(Dataset entries)
//! Periodic bulk import of the station list.
//!
//! On every tick the scheduler checks whether the last station import is
//! older than the configured maximum age and, if so, walks every region of
//! the live API and upserts what it finds. A failing region is logged and
//! counted; the import carries on with the rest and records
//! `partial_failure`.

use std::sync::Arc;
use std::time::{Duration, Instant};

use chrono::{DateTime, Utc};
use tokio::sync::oneshot;
use tokio::task::JoinHandle;
use tracing::{error, info, warn};

use super::error::StoreError;
use super::model::{ImportMetadata, ImportStatus, StationRecord};
use super::repository::{ImportMetadataRepository, StationRepository, blocking};
use crate::viaggiatreno::{REGION_COUNT, TransitApi};

/// Entity type under which station imports are recorded.
pub const STATIONS_ENTITY: &str = "stations";

/// Shortest tick the loop accepts; `tokio::time::interval` rejects zero.
const MIN_REFRESH_INTERVAL: Duration = Duration::from_secs(1);

/// Configuration for the import scheduler.
#[derive(Debug, Clone)]
pub struct ImportConfig {
    /// How often to check whether an import is due
    pub refresh_interval: Duration,
    /// Age after which the station set is re-imported
    pub max_age: Duration,
    /// Regions fetched, `1..=regions`
    pub regions: u8,
}

impl ImportConfig {
    pub fn with_refresh_interval(mut self, interval: Duration) -> Self {
        self.refresh_interval = interval;
        self
    }

    pub fn with_max_age(mut self, max_age: Duration) -> Self {
        self.max_age = max_age;
        self
    }

    pub fn with_regions(mut self, regions: u8) -> Self {
        self.regions = regions;
        self
    }
}

impl Default for ImportConfig {
    fn default() -> Self {
        Self {
            refresh_interval: Duration::from_secs(24 * 60 * 60),
            max_age: Duration::from_secs(7 * 24 * 60 * 60),
            regions: REGION_COUNT,
        }
    }
}

/// Bulk station importer.
///
/// Talks to the API client it is given directly; pass an uncached client,
/// since a full import is itself the refresh.
pub struct ImportScheduler<A, S> {
    api: A,
    store: Arc<S>,
    config: ImportConfig,
}

impl<A, S> ImportScheduler<A, S>
where
    A: TransitApi + 'static,
    S: StationRepository + ImportMetadataRepository + 'static,
{
    pub fn new(api: A, store: Arc<S>, config: ImportConfig) -> Self {
        Self { api, store, config }
    }

    /// Start the background loop. The first check runs immediately.
    pub fn start(self: Arc<Self>) -> SchedulerHandle {
        let (stop_tx, mut stop_rx) = oneshot::channel();

        let task = tokio::spawn(async move {
            let period = self.config.refresh_interval.max(MIN_REFRESH_INTERVAL);
            let mut interval = tokio::time::interval(period);
            interval.set_missed_tick_behavior(tokio::time::MissedTickBehavior::Delay);

            loop {
                tokio::select! {
                    _ = &mut stop_rx => break,
                    _ = interval.tick() => self.check_and_refresh().await,
                }
            }
            info!("import scheduler stopped");
        });

        SchedulerHandle {
            stop: Some(stop_tx),
            task,
        }
    }

    /// Whether the stored station set is missing or older than `max_age`.
    pub async fn should_refresh(&self) -> Result<bool, StoreError> {
        let max_age = self.config.max_age;
        blocking(&self.store, move |store| {
            store.should_refresh(STATIONS_ENTITY, max_age, Utc::now())
        })
        .await
    }

    /// Import now, regardless of staleness.
    pub async fn force_refresh(&self) -> ImportMetadata {
        self.import_all_stations().await
    }

    pub async fn last_import_status(&self) -> Result<Option<ImportMetadata>, StoreError> {
        blocking(&self.store, |store| store.get_metadata(STATIONS_ENTITY)).await
    }

    async fn check_and_refresh(&self) {
        match self.should_refresh().await {
            Ok(true) => {
                info!("station data is stale, starting scheduled import");
                self.import_all_stations().await;
            }
            Ok(false) => {}
            Err(e) => error!(error = %e, "failed to read import metadata"),
        }
    }

    async fn save_metadata(&self, meta: &ImportMetadata) -> Result<(), StoreError> {
        let meta = meta.clone();
        blocking(&self.store, move |store| store.upsert_metadata(&meta)).await
    }

    async fn import_all_stations(&self) -> ImportMetadata {
        let started = Instant::now();

        // The in-progress row keeps the previous import time, so an
        // interrupted import is still due on the next check.
        let previous_import = match self.last_import_status().await {
            Ok(previous) => previous.map(|m| m.last_import),
            Err(e) => {
                warn!(error = %e, "failed to read previous import metadata");
                None
            }
        };
        let mut meta = ImportMetadata {
            entity_type: STATIONS_ENTITY.to_string(),
            last_import: previous_import.unwrap_or(DateTime::<Utc>::UNIX_EPOCH),
            record_count: 0,
            duration_ms: 0,
            status: ImportStatus::InProgress,
            error_message: None,
        };
        if let Err(e) = self.save_metadata(&meta).await {
            warn!(error = %e, "failed to record import start");
        }

        let mut imported = 0;
        let mut failed_regions = 0;

        for region in 1..=self.config.regions {
            let listed = match self.api.region_stations(region).await {
                Ok(listed) => listed,
                Err(e) => {
                    warn!(region, error = %e, "failed to fetch region");
                    failed_regions += 1;
                    continue;
                }
            };

            let now = Utc::now();
            let records: Vec<StationRecord> = listed
                .iter()
                .map(|rs| StationRecord::from_region(rs, now))
                .collect();
            let ids: Vec<String> = records.iter().map(|r| r.id.clone()).collect();

            let written = blocking(&self.store, move |store| store.upsert_many(&records)).await;
            let stored = match written {
                Ok(outcomes) => {
                    let mut stored = 0;
                    for (id, outcome) in ids.iter().zip(outcomes) {
                        match outcome {
                            Ok(()) => stored += 1,
                            Err(e) => warn!(station = %id, error = %e, "failed to upsert station"),
                        }
                    }
                    stored
                }
                Err(e) => {
                    warn!(region, error = %e, "failed to store region");
                    0
                }
            };
            imported += stored;
            info!(region, listed = listed.len(), stored, "imported region");
        }

        meta.last_import = Utc::now();
        meta.record_count = imported;
        meta.duration_ms = i64::try_from(started.elapsed().as_millis()).unwrap_or(i64::MAX);
        if failed_regions == 0 {
            meta.status = ImportStatus::Success;
        } else {
            meta.status = ImportStatus::PartialFailure;
            meta.error_message = Some(format!(
                "{failed_regions} of {} regions failed to import",
                self.config.regions
            ));
        }

        if let Err(e) = self.save_metadata(&meta).await {
            error!(error = %e, "failed to save import metadata");
        }

        info!(
            stations = meta.record_count,
            duration_ms = meta.duration_ms,
            status = %meta.status,
            "station import complete"
        );
        meta
    }
}

/// Running scheduler loop.
pub struct SchedulerHandle {
    stop: Option<oneshot::Sender<()>>,
    task: JoinHandle<()>,
}

impl SchedulerHandle {
    /// Signal the loop and wait for it to exit. An import in progress is
    /// finished first.
    pub async fn stop(mut self) {
        if let Some(stop) = self.stop.take() {
            let _ = stop.send(());
        }
        if let Err(e) = (&mut self.task).await {
            error!(error = %e, "import scheduler task failed");
        }
    }

    pub fn is_finished(&self) -> bool {
        self.task.is_finished()
    }
}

▸ **TASK INSTRUCTIONS**
Your answer should be the lines above from the one containing "for region in" through the one containing "let ids: Vec<String>", copied exactly and with both ends kept.

▸ **TASK OUTPUT**
        for region in 1..=self.config.regions {
            let listed = match self.api.region_stations(region).await {
                Ok(listed) => listed,
                Err(e) => {
                    warn!(region, error = %e, "failed to fetch region");
                    failed_regions += 1;
                    continue;
                }
            };

            let now = Utc::now();
            let records: Vec<StationRecord> = listed
                .iter()
                .map(|rs| StationRecord::from_region(rs, now))
                .collect();
            let ids: Vec<String> = records.iter().map(|r| r.id.clone()).collect();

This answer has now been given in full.